Là encore, Mathieu se retrouve sur le banc des accusés : « Au moindre mal de tête, j’en prends un. Pourquoi je devrais souffrir s’il y a un moyen sans risque de passer la douleur ? » « Sans risque », c’est vite dit. Une surconsommation de paracétamol peut entraîner des dégâts irréversibles au foie. Au-delà des complications médicamenteuses, « une trop forte utilisation de médicaments, par exemple les antibiotiques, entraîne une résistance de la part des pathologies », poursuit Clémence Marque.

Mal consommation plus que surconsommation

A l’inverse, les Français se sous-médicamentent dans d’autres secteurs, notamment des traitements pour aider le trouble de l’attention chez les enfants, beaucoup moins utilisés. Contrairement à une idée reçue, la France est loin d’être la championne du monde des antidépresseurs, et se trouve en réalité dans la moyenne de l’OCDE (5,5 consommations pour 100 habitants en 2020, contre 15,3 en Islande, 12,2 au Canada ou 10,5 en Suède). « Et si certaines personnes prennent des antidépresseurs alors qu’elles ne devraient pas, il y a aussi le phénomène inverse, note Mahmoud Zureik. Des personnes qui n’en consomment pas alors qu’elles devraient. » Clémence Marque développe : « Une prise de médicament montre avant tout un besoin. » Par exemple, la prise de psychotropes a explosé ces dernières années en France chez les enfants. « Mais plus qu’une surconsommation, cela montre la dégradation de la santé mentale chez les mineurs en France, notamment avec le Covid, et le manque de moyens dans des solutions au long cours, comme la psychiatrie. »

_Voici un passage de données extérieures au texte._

//! One filtering strategy per device, created on first sighting.

use crate::mac_address::MacAddress;
use crate::measurement::Measurement;
use crate::strategy::{Strategy, StrategyConfig};
use std::collections::HashMap;
use std::collections::hash_map::Entry;
use std::sync::{Arc, Mutex, PoisonError};
use std::time::Instant;

/// Shared handle to a single device's strategy.
pub type StrategyHandle = Arc<Mutex<Strategy>>;

/// Maps device addresses to their strategies.
///
/// Entries are never removed. Lookups take the map lock only long enough to
/// find or insert the entry; applying a strategy locks just that device, so
/// different devices never contend.
#[derive(Debug)]
pub struct StrategyRegistry {
    config: StrategyConfig,
    strategies: Mutex<HashMap<MacAddress, StrategyHandle>>,
}

impl StrategyRegistry {
    pub fn new(config: StrategyConfig) -> Self {
        Self {
            config,
            strategies: Mutex::new(HashMap::new()),
        }
    }

    /// The strategy for `mac`, created from the registry's configuration if
    /// this is the first time the device is seen.
    pub fn get(&self, mac: MacAddress) -> StrategyHandle {
        let mut strategies = self
            .strategies
            .lock()
            .unwrap_or_else(PoisonError::into_inner);
        match strategies.entry(mac) {
            Entry::Occupied(entry) => Arc::clone(entry.get()),
            Entry::Vacant(entry) => {
                log::debug!("New device {mac}, using {:?} strategy", self.config.kind);
                let strategy = Arc::new(Mutex::new(Strategy::from_config(&self.config)));
                Arc::clone(entry.insert(strategy))
            }
        }
    }

    /// Run the measurement through its device's strategy.
    pub fn apply(&self, measurement: Measurement, now: Instant) -> Option<Measurement> {
        let handle = self.get(measurement.mac);
        let mut strategy = handle.lock().unwrap_or_else(PoisonError::into_inner);
        strategy.apply(measurement, now)
    }

    /// Number of devices seen so far.
    pub fn len(&self) -> usize {
        self.strategies
            .lock()
            .unwrap_or_else(PoisonError::into_inner)
            .len()
    }

    pub fn is_empty(&self) -> bool {
        self.len() == 0
    }
}
//! The closed set of storable measurement fields.
//!
//! Each field pairs its storage name with a function extracting a typed value
//! from a [`Measurement`]. Output backends iterate this table instead of
//! looking fields up by name at runtime.

use crate::measurement::Measurement;

/// A single field value.
#[derive(Debug, Clone, PartialEq)]
pub enum FieldValue {
    Float(f64),
    Integer(i64),
    #[allow(dead_code)] // Used in tests
    String(String),
}

/// A named, typed accessor into [`Measurement`].
#[derive(Debug, Clone, Copy)]
pub struct Field {
    pub name: &'static str,
    pub extract: fn(&Measurement) -> Option<FieldValue>,
}

impl Field {
    const fn new(name: &'static str, extract: fn(&Measurement) -> Option<FieldValue>) -> Self {
        Field { name, extract }
    }

    pub fn value(&self, measurement: &Measurement) -> Option<FieldValue> {
        (self.extract)(measurement)
    }
}

impl PartialEq for Field {
    fn eq(&self, other: &Self) -> bool {
        self.name == other.name
    }
}

fn float(v: Option<f64>) -> Option<FieldValue> {
    v.map(FieldValue::Float)
}

fn integer<T: Into<i64>>(v: Option<T>) -> Option<FieldValue> {
    v.map(|v| FieldValue::Integer(v.into()))
}

/// Every field a measurement can carry, in output order.
pub const FIELDS: &[Field] = &[
    Field::new("temperature", |m| float(m.temperature)),
    Field::new("humidity", |m| float(m.humidity)),
    Field::new("pressure", |m| float(m.pressure)),
    Field::new("battery_potential", |m| float(m.battery)),
    Field::new("tx_power", |m| integer(m.tx_power)),
    Field::new("movement_counter", |m| integer(m.movement_counter)),
    Field::new("measurement_sequence_number", |m| {
        integer(m.measurement_sequence)
    }),
    Field::new("acceleration_x", |m| float(m.acceleration_x)),
    Field::new("acceleration_y", |m| float(m.acceleration_y)),
    Field::new("acceleration_z", |m| float(m.acceleration_z)),
    Field::new("pm2_5", |m| float(m.pm2_5)),
    Field::new("co2", |m| float(m.co2)),
    Field::new("voc_index", |m| float(m.voc_index)),
    Field::new("nox_index", |m| float(m.nox_index)),
    Field::new("luminosity", |m| float(m.luminosity)),
    Field::new("rssi", |m| integer(Some(m.rssi))),
    Field::new("data_format", |m| integer(Some(m.data_format))),
    Field::new("acceleration_total", |m| {
        float(m.derived.acceleration_total)
    }),
    Field::new("acceleration_angle_from_x", |m| {
        float(m.derived.acceleration_angle_from_x)
    }),
    Field::new("acceleration_angle_from_y", |m| {
        float(m.derived.acceleration_angle_from_y)
    }),
    Field::new("acceleration_angle_from_z", |m| {
        float(m.derived.acceleration_angle_from_z)
    }),
    Field::new("absolute_humidity", |m| float(m.derived.absolute_humidity)),
    Field::new("dew_point", |m| float(m.derived.dew_point)),
    Field::new("equilibrium_vapor_pressure", |m| {
        float(m.derived.equilibrium_vapor_pressure)
    }),
    Field::new("air_density", |m| float(m.derived.air_density)),
];

/// Look a field up by its storage name.
pub fn field(name: &str) -> Option<&'static Field> {
    FIELDS.iter().find(|f| f.name == name)
}

/// Parse one field name (for use as a clap value parser).
pub fn parse_field(src: &str) -> Result<&'static Field, String> {
    let name = src.trim();
    field(name).ok_or_else(|| format!("unknown field '{name}'"))
}

/// The fields to emit: a configured subset, or everything when empty.
#[derive(Debug, Clone, Default)]
pub struct FieldSelection {
    selected: Vec<&'static Field>,
}

impl FieldSelection {
    /// Keeps the first occurrence of each field, in the given order.
    pub fn new(selected: Vec<&'static Field>) -> Self {
        let mut unique: Vec<&'static Field> = Vec::with_capacity(selected.len());
        for field in selected {
            if !unique.contains(&field) {
                unique.push(field);
            }
        }
        Self { selected: unique }
    }

    pub fn iter(&self) -> impl Iterator<Item = &'static Field> + '_ {
        let all: &'static [Field] = if self.selected.is_empty() { FIELDS } else { &[] };
        all.iter().chain(self.selected.iter().copied())
    }

    /// Name/value pairs for every selected field present in `measurement`.
    pub fn values<'a>(
        &'a self,
        measurement: &'a Measurement,
    ) -> impl Iterator<Item = (&'static str, FieldValue)> + 'a {
        self.iter()
            .filter_map(move |f| f.value(measurement).map(|v| (f.name, v)))
    }
}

Dans son interview fleuve, Emmanuel Macron a fait part de sa volonté de doubler le prix des franchises des médicaments, en passant de 50 centimes à 1 euro. « Je pense que ça responsabilise et que c’est une bonne mesure », a-t-il estimé lors de sa grande conf de presse de mardi. Conséquence concrète de cette hausse : les patients seraient un peu moins remboursés (une boîte de médicament de 10 euros serait remboursée 5,50 euros au lieu de 6). Une manière « d’autoréguler » une trop forte consommation ? « C’est une mesure stupide, s’indigne Ivan Sébla, médecin dans les Yvelines. Si les patients consomment trop certains comprimés, c’est par manque d’éducation médicale, pas parce que ce n’est pas cher. Tout ce qu’on fait en augmentant la franchise, c’est une inégalité de traitement plus grande entre les riches et les pauvres. »

Pour Clémence Marque, « les médicaments étant majoritairement remboursés, le prix est loin d’être un critère sélectif pour la majorité des Français. » Décidément souvent victime de migraines, Mathieu confirme : « Je n’achète pas du doliprane parce que ce n’est pas cher, mais parce que j’ai mal à la tête. Ça pourrait coûter cinq euros de plus la boîte, si j’avais trop mal au crâne, j’en prendrais. » Aux grands maux les grandes dépenses.